As the truck picked up speed, the engine noise and the wind rushing in through the windows made it necessary to shout.

“Yeah, I can imagine!” Jake hollered. “Where you going,
anyway?”

“Austin!”

“Really? Austin's a great town! A trucker can always find a party and pussy in Austin!”

Sam smiled knowingly at Jake, though inwardly he grimaced.

He figured that now he was going to have to listen to a lot of self-centered sex talk. He'd had the experience before and thought it odd, how many of the men he'd met on the road had felt compelled to talk about women hefore they would talk about anything else. It was as if they didn't really trust one another until they'd made certain of one another's heterosexual constitution. Just as he was preparing to grin and bear it, the driver looked like he was remembering something and changed the subject.
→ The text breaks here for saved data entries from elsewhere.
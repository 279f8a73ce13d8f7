//! Per-tenant sliding-window rate limiter.

use chrono::{DateTime, Duration, Utc};
use parking_lot::Mutex;
use std::collections::HashMap;
use std::sync::Arc;
use tracing::{info, warn};

/// Outcome of one rate-limit check.
#[derive(Debug, Clone, Copy)]
pub struct RateLimitDecision {
    pub allowed: bool,
    /// Effective limit applied (tenant override or the default).
    pub limit: u32,
    /// Quota left in the current window. May be <= 0 on a denial.
    pub remaining: i64,
    /// Unix timestamp one window-duration from the check.
    pub reset: i64,
}

struct Windows {
    /// Accepted-request timestamps per tenant, pruned lazily on each check.
    requests: HashMap<String, Vec<DateTime<Utc>>>,
    /// Per-tenant overrides of the default limit.
    limits: HashMap<String, u32>,
}

/// Sliding-window rate limiter.
///
/// State is process-local and intentionally not persisted across restarts.
pub struct RateLimiter {
    window: Duration,
    inner: Mutex<Windows>,
}

impl RateLimiter {
    pub fn new(window: std::time::Duration) -> Self {
        Self {
            window: Duration::from_std(window).unwrap_or_else(|_| Duration::seconds(60)),
            inner: Mutex::new(Windows {
                requests: HashMap::new(),
                limits: HashMap::new(),
            }),
        }
    }

    /// Override the default limit for one tenant, effective on the next check.
    pub fn set_limit(&self, tenant_id: &str, limit: u32) {
        self.inner.lock().limits.insert(tenant_id.to_string(), limit);
        info!(tenant_id, limit, "Rate limit set for tenant");
    }

    /// Check and account for a request from `tenant_id`.
    ///
    /// A denied attempt is not recorded against the window.
    pub fn check(&self, tenant_id: &str, default_limit: u32) -> RateLimitDecision {
        self.check_at(tenant_id, default_limit, Utc::now())
    }

    /// [`check`](Self::check) with an explicit clock. Prune, count, and append
    /// happen under one lock so concurrent checks for a tenant cannot
    /// under- or over-count.
    pub fn check_at(
        &self,
        tenant_id: &str,
        default_limit: u32,
        now: DateTime<Utc>,
    ) -> RateLimitDecision {
        let window_start = now - self.window;
        let reset = (now + self.window).timestamp();

        let mut inner = self.inner.lock();
        let limit = inner.limits.get(tenant_id).copied().unwrap_or(default_limit);

        let timestamps = inner.requests.entry(tenant_id.to_string()).or_default();
        timestamps.retain(|t| *t > window_start);

        let count = timestamps.len() as i64;
        if count >= i64::from(limit) {
            warn!(tenant_id, count, limit, "Rate limit exceeded for tenant");
            return RateLimitDecision {
                allowed: false,
                limit,
                remaining: i64::from(limit) - count,
                reset,
            };
        }

        timestamps.push(now);
        RateLimitDecision {
            allowed: true,
            limit,
            remaining: i64::from(limit) - count - 1,
            reset,
        }
    }
}

/// Shared rate limiter state.
pub type SharedRateLimiter = Arc<RateLimiter>;
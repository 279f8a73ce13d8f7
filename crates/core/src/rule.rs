//! Rule model and input validation.

use chrono::{DateTime, Utc};
use serde::{Deserialize, Serialize};
use std::net::IpAddr;
use validator::Validate;

use crate::error::{Error, Result};

/// Validated client input for creating or fully updating a rule.
///
/// On update the whole document is replaced field-for-field, so every field
/// is required; an absent `expired_date` clears the expiration.
#[derive(Debug, Clone, Serialize, Deserialize, Validate)]
pub struct RuleInput {
    #[validate(length(min = 1, max = 100))]
    pub name: String,
    #[validate(length(min = 1, max = 500))]
    pub description: String,
    pub ip: String,
    #[serde(default, skip_serializing_if = "Option::is_none")]
    pub expired_date: Option<DateTime<Utc>>,
}

impl RuleInput {
    /// Run schema validation plus the IP syntax check.
    pub fn validated(self) -> Result<Self> {
        self.validate()
            .map_err(|e| Error::validation(e.to_string()))?;

        self.ip
            .parse::<IpAddr>()
            .map_err(|_| Error::validation(format!("invalid IP address format: '{}'", self.ip)))?;

        Ok(self)
    }
}

/// A named IP allowlist/denylist entry, unique per (tenant, name).
#[derive(Debug, Clone, Serialize, Deserialize)]
pub struct Rule {
    pub name: String,
    pub description: String,
    pub ip: String,
    pub tenant_id: String,
    pub expired_date: Option<DateTime<Utc>>,
    pub created_at: DateTime<Utc>,
    pub updated_at: DateTime<Utc>,
}

impl Rule {
    /// Build a new rule from validated input, stamping both timestamps.
    pub fn new(tenant_id: impl Into<String>, input: RuleInput) -> Self {
        let now = Utc::now();
        Self {
            name: input.name,
            description: input.description,
            ip: input.ip,
            tenant_id: tenant_id.into(),
            expired_date: input.expired_date,
            created_at: now,
            updated_at: now,
        }
    }

    /// A rule is expired iff an expiration is set and is at or before `now`.
    pub fn is_expired_at(&self, now: DateTime<Utc>) -> bool {
        match self.expired_date {
            Some(expired) => expired <= now,
            None => false,
        }
    }

    pub fn is_expired(&self) -> bool {
        self.is_expired_at(Utc::now())
    }
}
“You know, the last time I drove through Austin, I picked up an old man who was hitch-hiking on a day just about as hot as this. He was standing in the middle of nowhere, somewhere out toward Llano; cars were whizzing by him like he was nothin' but a signpost. I've passed up some oddball hitch-hikers in my life, too, but you know what?” Jake paused and leaned a little toward him as if he might take a guess. Sam shrugged.

Jake slapped his leg and boomed, “That old man only had one leg!”

Sam smiled politely. He wasn't sure just how decent it was to laugh at an old one-legged man stranded on the side of the road. Jake had no qualms at all, though; he thought it was hilarious. Sam began to think that the guy might be a little weird.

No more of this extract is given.